South Australia eyes fatigue changes by November

South Australia aims to change fatigue management time counting rule by November

By Brad Gardner | September 28, 2011

South Australia is eyeing a November deadline for changes to fatigue management time counting rules, more than four months after it agreed to do so.

On the back of sustained pressure from the trucking industry, South Australia and Victoria agreed in June to adopt the same counting model for work and rest hours as NSW and Queensland.

Currently, the time counting differences mean a driver complying with fatigue laws in NSW and Queensland can be found guilty of serious breaches when crossing the border into Victoria or South Australia.

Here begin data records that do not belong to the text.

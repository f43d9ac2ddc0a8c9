//! Application services (use cases).
//!
//! These services apply the contact rules and delegate storage to the
//! outbound ports.

pub mod registry;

"South Australia is currently moving to implementing the changes to the regulations to adopt this national approach in November 2011, if not earlier. This will closely align to Victoria's implementation date at the end of October," a spokesperson for the Department of Transport, Energy and Infrastructure says.

"In the interim, South Australia continues to enforce current state laws until the amendments are effective."

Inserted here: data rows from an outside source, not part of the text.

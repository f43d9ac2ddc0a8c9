//! Per-request tracing span and completion log.

use std::time::Instant;

use axum::body::Body;
use axum::extract::MatchedPath;
use axum::http::Request;
use axum::middleware::Next;
use axum::response::Response;
use tracing::{info, Instrument};

/// Route pattern the request matched (`/api/personas/:id`), or the raw
/// path when no route matched.
fn route_of(request: &Request<Body>) -> String {
    request
        .extensions()
        .get::<MatchedPath>()
        .map_or_else(|| request.uri().path(), MatchedPath::as_str)
        .to_string()
}

pub(crate) async fn request_tracing(request: Request<Body>, next: Next) -> Response {
    let method = request.method().to_string();
    let route = route_of(&request);
    let span = tracing::info_span!("http.request", method = %method, route = %route);

    let started = Instant::now();
    let response = next.run(request).instrument(span.clone()).await;
    let elapsed_ms = u64::try_from(started.elapsed().as_millis()).unwrap_or(u64::MAX);

    span.in_scope(|| {
        info!(
            status = response.status().as_u16(),
            elapsed_ms,
            "Request completed"
        );
    });
    response
}
//! Infrastructure layer.
//!
//! Provides technical concerns that support the application without containing
//! business logic: configuration loading and runtime wiring.
//!
//! # Submodules
//!
//! - [`bootstrap`] - Composition root for runtime wiring
//! - [`config`] - Configuration loading and validation

pub mod bootstrap;
pub mod config;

Transport ministers voted in favour of the changes during the June Australian Transport Council (ATC) meeting. The proposal came from the National Transport Commission (NTC), which took up trucking’s case after lobbying from industry associations.

Under the existing regime, Queensland and NSW count driving time from a major rest break to determine if a driver has worked the correct amount of hours in a 24-hour period.

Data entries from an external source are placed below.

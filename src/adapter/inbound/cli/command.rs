//! Command-line interface definitions.
//!
//! Defines the CLI structure for the agenda service using `clap`.

use std::path::PathBuf;

use clap::{Args, Parser, Subcommand};

/// Contact registry REST service
#[derive(Parser, Debug)]
#[command(name = "agenda")]
#[command(version)]
pub struct Cli {
    /// JSON output for scripting
    #[arg(long, global = true)]
    pub json: bool,

    /// Decrease output verbosity
    #[arg(short, long, global = true)]
    pub quiet: bool,

    /// Increase log verbosity (-v debug, -vv trace)
    #[arg(short, long, global = true, action = clap::ArgAction::Count)]
    pub verbose: u8,

    #[command(subcommand)]
    pub command: Commands,
}

/// Top-level subcommands for the agenda CLI.
#[derive(Subcommand, Debug)]
pub enum Commands {
    /// Start the HTTP API server
    Serve(ServeArgs),

    /// Inspect and validate configuration
    #[command(subcommand)]
    Config(ConfigCommand),
}

/// Subcommands for `agenda config`.
#[derive(Subcommand, Debug)]
pub enum ConfigCommand {
    /// Display the effective configuration with defaults applied.
    Show(ConfigPathArg),
    /// Validate a configuration file for correctness.
    Validate(ConfigPathArg),
}

/// Configuration file argument shared by subcommands.
#[derive(Args, Debug)]
pub struct ConfigPathArg {
    /// Path to the configuration file (defaults apply when it does not exist).
    #[arg(short, long, default_value = "config.toml")]
    pub config: PathBuf,
}

/// Arguments for the `serve` subcommand.
#[derive(Args, Debug)]
pub struct ServeArgs {
    #[command(flatten)]
    pub config: ConfigPathArg,

    /// Socket address to listen on (overrides config)
    #[arg(long)]
    pub bind: Option<String>,

    /// Path to the SQLite database file (overrides config)
    #[arg(long, conflicts_with = "ephemeral")]
    pub database: Option<PathBuf>,

    /// Keep records in memory only; nothing is written to disk
    #[arg(long)]
    pub ephemeral: bool,
}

Victorian and South Australian enforcement officers can count time from any rest break, potentially exposing drivers to multiple fatigue breaches.

Momentum for change gathered pace after the NSW branch of the Transport Workers Union successfully defended two owner-drivers caught out by the inconsistent counting rules while travelling through South Australia.

The Queensland Trucking Association (QTA) highlighted the problem in May last year when it defended a Queensland-based driver charged with seven offences for violating his driving hour limits in Victoria.